I frequently contend that humanity itself has become smarter since the invention of Wikipedia. While that may be debatable, there can be no doubt of Wikipedia’s impact. In the dark days before Wikipedia it used to take me entire minutes, perhaps half an hour, to convince someone that a third of the Netherlands is below sea level. Now, they’re likely to check it on Wikipedia, and agree with me.
As ubiquitous as Wikipedia has become, so to has the sardonic catchcry of “it must be true, it was on Wikipedia.” The accuracy of the information is constantly under fire. Indeed there have been many studies into Wikipedia’s accuracy.
I’m not concerned with the accuracy of what is on Wikipedia, I feel it serves its purpose well, and frequently direct students there. What I am concerned with, is who wrote it. As Wikipedia is editable by everyone, there is massive potential to sway the opinion and information given.

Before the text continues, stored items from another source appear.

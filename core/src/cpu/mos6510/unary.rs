use super::M6510;
use crate::core::{Bus, BusMaster};

impl M6510 {
    // ---- INC (Increment Memory) ----

    /// INC Zero Page (0xE6) - 5 cycles. N, Z affected.
    pub(crate) fn op_inc_zp<B: Bus<Address = u16, Data = u8> + ?Sized>(
        &mut self,
        cycle: u8,
        bus: &mut B,
        master: BusMaster,
    ) {
        self.rmw_zp(cycle, bus, master, |cpu, val| {
            let result = val.wrapping_add(1);
            cpu.set_nz(result);
            result
        });
    }

    /// INC Zero Page,X (0xF6) - 6 cycles. N, Z affected.
    pub(crate) fn op_inc_zp_x<B: Bus<Address = u16, Data = u8> + ?Sized>(
        &mut self,
        cycle: u8,
        bus: &mut B,
        master: BusMaster,
    ) {
        self.rmw_zp_x(cycle, bus, master, |cpu, val| {
            let result = val.wrapping_add(1);
            cpu.set_nz(result);
            result
        });
    }

    /// INC Absolute (0xEE) - 6 cycles. N, Z affected.
    pub(crate) fn op_inc_abs<B: Bus<Address = u16, Data = u8> + ?Sized>(
        &mut self,
        cycle: u8,
        bus: &mut B,
        master: BusMaster,
    ) {
        self.rmw_abs(cycle, bus, master, |cpu, val| {
            let result = val.wrapping_add(1);
            cpu.set_nz(result);
            result
        });
    }

    /// INC Absolute,X (0xFE) - 7 cycles. N, Z affected.
    pub(crate) fn op_inc_abs_x<B: Bus<Address = u16, Data = u8> + ?Sized>(
        &mut self,
        cycle: u8,
        bus: &mut B,
        master: BusMaster,
    ) {
        self.rmw_abs_x(cycle, bus, master, |cpu, val| {
            let result = val.wrapping_add(1);
            cpu.set_nz(result);
            result
        });
    }

    // ---- DEC (Decrement Memory) ----

    /// DEC Zero Page (0xC6) - 5 cycles. N, Z affected.
    pub(crate) fn op_dec_zp<B: Bus<Address = u16, Data = u8> + ?Sized>(
        &mut self,
        cycle: u8,
        bus: &mut B,
        master: BusMaster,
    ) {
        self.rmw_zp(cycle, bus, master, |cpu, val| {
            let result = val.wrapping_sub(1);
            cpu.set_nz(result);
            result
        });
    }

    /// DEC Zero Page,X (0xD6) - 6 cycles. N, Z affected.
    pub(crate) fn op_dec_zp_x<B: Bus<Address = u16, Data = u8> + ?Sized>(
        &mut self,
        cycle: u8,
        bus: &mut B,
        master: BusMaster,
    ) {
        self.rmw_zp_x(cycle, bus, master, |cpu, val| {
            let result = val.wrapping_sub(1);
            cpu.set_nz(result);
            result
        });
    }

    /// DEC Absolute (0xCE) - 6 cycles. N, Z affected.
    pub(crate) fn op_dec_abs<B: Bus<Address = u16, Data = u8> + ?Sized>(
        &mut self,
        cycle: u8,
        bus: &mut B,
        master: BusMaster,
    ) {
        self.rmw_abs(cycle, bus, master, |cpu, val| {
            let result = val.wrapping_sub(1);
            cpu.set_nz(result);
            result
        });
    }

    /// DEC Absolute,X (0xDE) - 7 cycles. N, Z affected.
    pub(crate) fn op_dec_abs_x<B: Bus<Address = u16, Data = u8> + ?Sized>(
        &mut self,
        cycle: u8,
        bus: &mut B,
        master: BusMaster,
    ) {
        self.rmw_abs_x(cycle, bus, master, |cpu, val| {
            let result = val.wrapping_sub(1);
            cpu.set_nz(result);
            result
        });
    }
}
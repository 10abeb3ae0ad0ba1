//! TAP datasette tape image: 12-byte magic `"C64-TAPE-RAW"`, version byte,
//! 3 reserved bytes, little-endian data length, then raw pulse-length
//! bytes. There is no datasette/cassette-port component in this core, so
//! this parser only exposes the header and pulse stream for a host-side
//! player — it does not decode pulses into loaded program bytes.

use crate::error::{Result, Vc64Error};

const MAGIC: &[u8; 12] = b"C64-TAPE-RAW";

pub struct Tap {
    pub version: u8,
    pub pulses: Vec<u8>,
}

pub fn parse(bytes: &[u8]) -> Result<Tap> {
    if bytes.len() < 20 || &bytes[0..12] != MAGIC {
        return Err(Vc64Error::Rom("not a TAP file".into()));
    }
    let version = bytes[12];
    let data_len = u32::from_le_bytes([bytes[16], bytes[17], bytes[18], bytes[19]]) as usize;
    let pulses = bytes
        .get(20..20 + data_len)
        .ok_or_else(|| Vc64Error::Rom("TAP data length exceeds file size".into()))?
        .to_vec();
    Ok(Tap { version, pulses })
}

#[cfg(test)]
mod tests {
    use super::*;

    #[test]
    fn parses_header_and_pulse_stream() {
        let mut bytes = Vec::new();
        bytes.extend_from_slice(MAGIC);
        bytes.push(1); // version
        bytes.extend_from_slice(&[0, 0, 0]);
        bytes.extend_from_slice(&3u32.to_le_bytes());
        bytes.extend_from_slice(&[0x30, 0x40, 0x50]);
        let tap = parse(&bytes).expect("valid");
        assert_eq!(tap.version, 1);
        assert_eq!(tap.pulses, vec![0x30, 0x40, 0x50]);
    }
}
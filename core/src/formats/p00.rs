//! P00: 8-byte magic `"C64File\0"`, 16-byte PETSCII name, 1 padding byte,
//! 1 REL-record-size byte, then the raw PRG payload (itself starting
//! with its own 2-byte load address).

use crate::error::{Result, Vc64Error};

const MAGIC: &[u8; 8] = b"C64File\0";

pub struct P00 {
    pub name: [u8; 16],
    pub rel_record_size: u8,
    pub data: Vec<u8>,
}

pub fn parse(bytes: &[u8]) -> Result<P00> {
    if bytes.len() < 26 || &bytes[0..8] != MAGIC {
        return Err(Vc64Error::Rom("not a P00 file".into()));
    }
    let mut name = [0u8; 16];
    name.copy_from_slice(&bytes[8..24]);
    let rel_record_size = bytes[25];
    Ok(P00 { name, rel_record_size, data: bytes[26..].to_vec() })
}

#[cfg(test)]
mod tests {
    use super::*;

    #[test]
    fn parses_header_and_payload() {
        let mut bytes = Vec::new();
        bytes.extend_from_slice(MAGIC);
        bytes.extend_from_slice(&[b'H', b'I'].iter().chain([0u8; 14].iter()).copied().collect::<Vec<u8>>());
        bytes.push(0); // padding
        bytes.push(0); // rel record size
        bytes.extend_from_slice(&[0x01, 0x08, 0xAA]);
        let p00 = parse(&bytes).expect("valid");
        assert_eq!(&p00.name[0..2], b"HI");
        assert_eq!(p00.data, vec![0x01, 0x08, 0xAA]);
    }

    #[test]
    fn rejects_bad_magic() {
        assert!(parse(&[0u8; 30]).is_err());
    }
}
//! PRG: a 2-byte little-endian load address followed by raw bytes.

use crate::error::{Result, Vc64Error};

pub struct Prg {
    pub load_address: u16,
    pub data: Vec<u8>,
}

pub fn parse(bytes: &[u8]) -> Result<Prg> {
    if bytes.len() < 2 {
        return Err(Vc64Error::Rom("PRG file too short for a load address".into()));
    }
    let load_address = u16::from_le_bytes([bytes[0], bytes[1]]);
    Ok(Prg { load_address, data: bytes[2..].to_vec() })
}

#[cfg(test)]
mod tests {
    use super::*;

    #[test]
    fn extracts_load_address_and_payload() {
        let bytes = [0x01, 0x08, 0xAA, 0xBB];
        let prg = parse(&bytes).expect("valid");
        assert_eq!(prg.load_address, 0x0801);
        assert_eq!(prg.data, vec![0xAA, 0xBB]);
    }

    #[test]
    fn rejects_too_short_input() {
        assert!(parse(&[0x01]).is_err());
    }
}
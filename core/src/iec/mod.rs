//! Serial IEC bus: a wired-AND of ATN/CLK/DATA contributed by the
//! C64 (via CIA2) and every attached drive.
//!
//! The composite line state is recomputed inside this component whenever
//! any contributor's output changes, rather than inside CIA2 or the
//! drive — neither side can see what the other is driving.

/// Maximum number of drives that can be daisy-chained onto one bus.
const MAX_DRIVES: usize = 4;

#[derive(Debug, Clone, Copy, Default)]
struct Contributor {
    atn: bool,
    clk: bool,
    data: bool,
}

/// Wired-AND serial bus. Every line is high unless *any* contributor pulls
/// it low — true open-collector semantics.
pub struct IecBus {
    host: Contributor,
    drives: [Contributor; MAX_DRIVES],
    atn_composite: bool,
    clk_composite: bool,
    data_composite: bool,
}

impl IecBus {
    pub fn new() -> Self {
        Self {
            host: Contributor::default(),
            drives: [Contributor::default(); MAX_DRIVES],
            atn_composite: true,
            clk_composite: true,
            data_composite: true,
        }
    }

    pub fn reset(&mut self) {
        *self = Self::new();
    }

    /// Composite ATN level (true = high/released).
    pub fn atn(&self) -> bool {
        self.atn_composite
    }

    pub fn clk(&self) -> bool {
        self.clk_composite
    }

    pub fn data(&self) -> bool {
        self.data_composite
    }

    /// Set the host's (CIA2) line outputs. `true` means the host is
    /// pulling that line low (asserting it); `false` means released.
    pub fn set_host_output(&mut self, atn_low: bool, clk_low: bool, data_low: bool) {
        self.host.atn = atn_low;
        self.host.clk = clk_low;
        self.host.data = data_low;
        self.recompute();
    }

    pub fn set_drive_clk(&mut self, index: usize, clk_low: bool) {
        if let Some(d) = self.drives.get_mut(index) {
            d.clk = clk_low;
            self.recompute();
        }
    }

    pub fn set_drive_data(&mut self, index: usize, data_low: bool) {
        if let Some(d) = self.drives.get_mut(index) {
            d.data = data_low;
            self.recompute();
        }
    }

    /// Convenience for a single attached drive (index 0), matching the
    /// drive-side call sites that don't track a bus address.
    pub fn set_drive0_data(&mut self, data_low: bool) {
        self.set_drive_data(0, data_low);
    }

    pub fn set_drive0_clk(&mut self, clk_low: bool) {
        self.set_drive_clk(0, clk_low);
    }

    fn recompute(&mut self) {
        let atn_low = self.host.atn || self.drives.iter().any(|d| d.atn);
        let clk_low = self.host.clk || self.drives.iter().any(|d| d.clk);
        let data_low = self.host.data || self.drives.iter().any(|d| d.data);
        self.atn_composite = !atn_low;
        self.clk_composite = !clk_low;
        self.data_composite = !data_low;
    }
}

impl Default for IecBus {
    fn default() -> Self {
        Self::new()
    }
}

impl crate::serialize::Snapshot for IecBus {
    fn write_persistent(&self, _w: &mut crate::serialize::Writer) {}

    fn write_reset(&self, w: &mut crate::serialize::Writer) {
        write_contributor(w, &self.host);
        for d in &self.drives {
            write_contributor(w, d);
        }
        w.bool(self.atn_composite);
        w.bool(self.clk_composite);
        w.bool(self.data_composite);
    }

    fn read_persistent(&mut self, _r: &mut crate::serialize::Reader) -> crate::error::Result<()> {
        Ok(())
    }

    fn read_reset(&mut self, r: &mut crate::serialize::Reader) -> crate::error::Result<()> {
        self.host = read_contributor(r)?;
        for d in &mut self.drives {
            *d = read_contributor(r)?;
        }
        self.atn_composite = r.bool()?;
        self.clk_composite = r.bool()?;
        self.data_composite = r.bool()?;
        Ok(())
    }
}

fn write_contributor(w: &mut crate::serialize::Writer, c: &Contributor) {
    w.bool(c.atn);
    w.bool(c.clk);
    w.bool(c.data);
}

fn read_contributor(r: &mut crate::serialize::Reader) -> crate::error::Result<Contributor> {
    Ok(Contributor { atn: r.bool()?, clk: r.bool()?, data: r.bool()? })
}

#[cfg(test)]
mod tests {
    use super::*;

    #[test]
    fn all_lines_high_when_released() {
        let bus = IecBus::new();
        assert!(bus.atn());
        assert!(bus.clk());
        assert!(bus.data());
    }

    #[test]
    fn host_pulling_data_low_overrides_drive() {
        let mut bus = IecBus::new();
        bus.set_host_output(false, false, true);
        assert!(!bus.data());
        bus.set_host_output(false, false, false);
        assert!(bus.data());
    }

    #[test]
    fn wired_and_any_contributor_pulls_low() {
        let mut bus = IecBus::new();
        bus.set_drive0_clk(true);
        assert!(!bus.clk());
        bus.set_host_output(false, true, false);
        assert!(!bus.clk()); // still low: drive still asserting
        bus.set_drive0_clk(false);
        assert!(!bus.clk()); // still low: host now asserting
        bus.set_host_output(false, false, false);
        assert!(bus.clk());
    }
}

This is where WikiScanner comes in. It can tell you who edits what. For instance, here is a list of what the famously fascist and controlling ‘Church’ of Scientology is editing (no guesses there). Or here you can see what’s been edited by the US Department of Defence.
Wikipedia logs the IP of everyone who edits, large organisations have organisation-wide IPs, WikiScanner combines this information to show you who’s editing what. Sometimes is benign (the Australian Defence Force edits a lot of entries on AFL in the 70s), sometimes its positive (NASA edits a lot of physics entries), but frequently its highly informative, and vital for critical reading – such as Walmart editing the section on employee treatment, or Microsoft editing the section on XP’s limitations.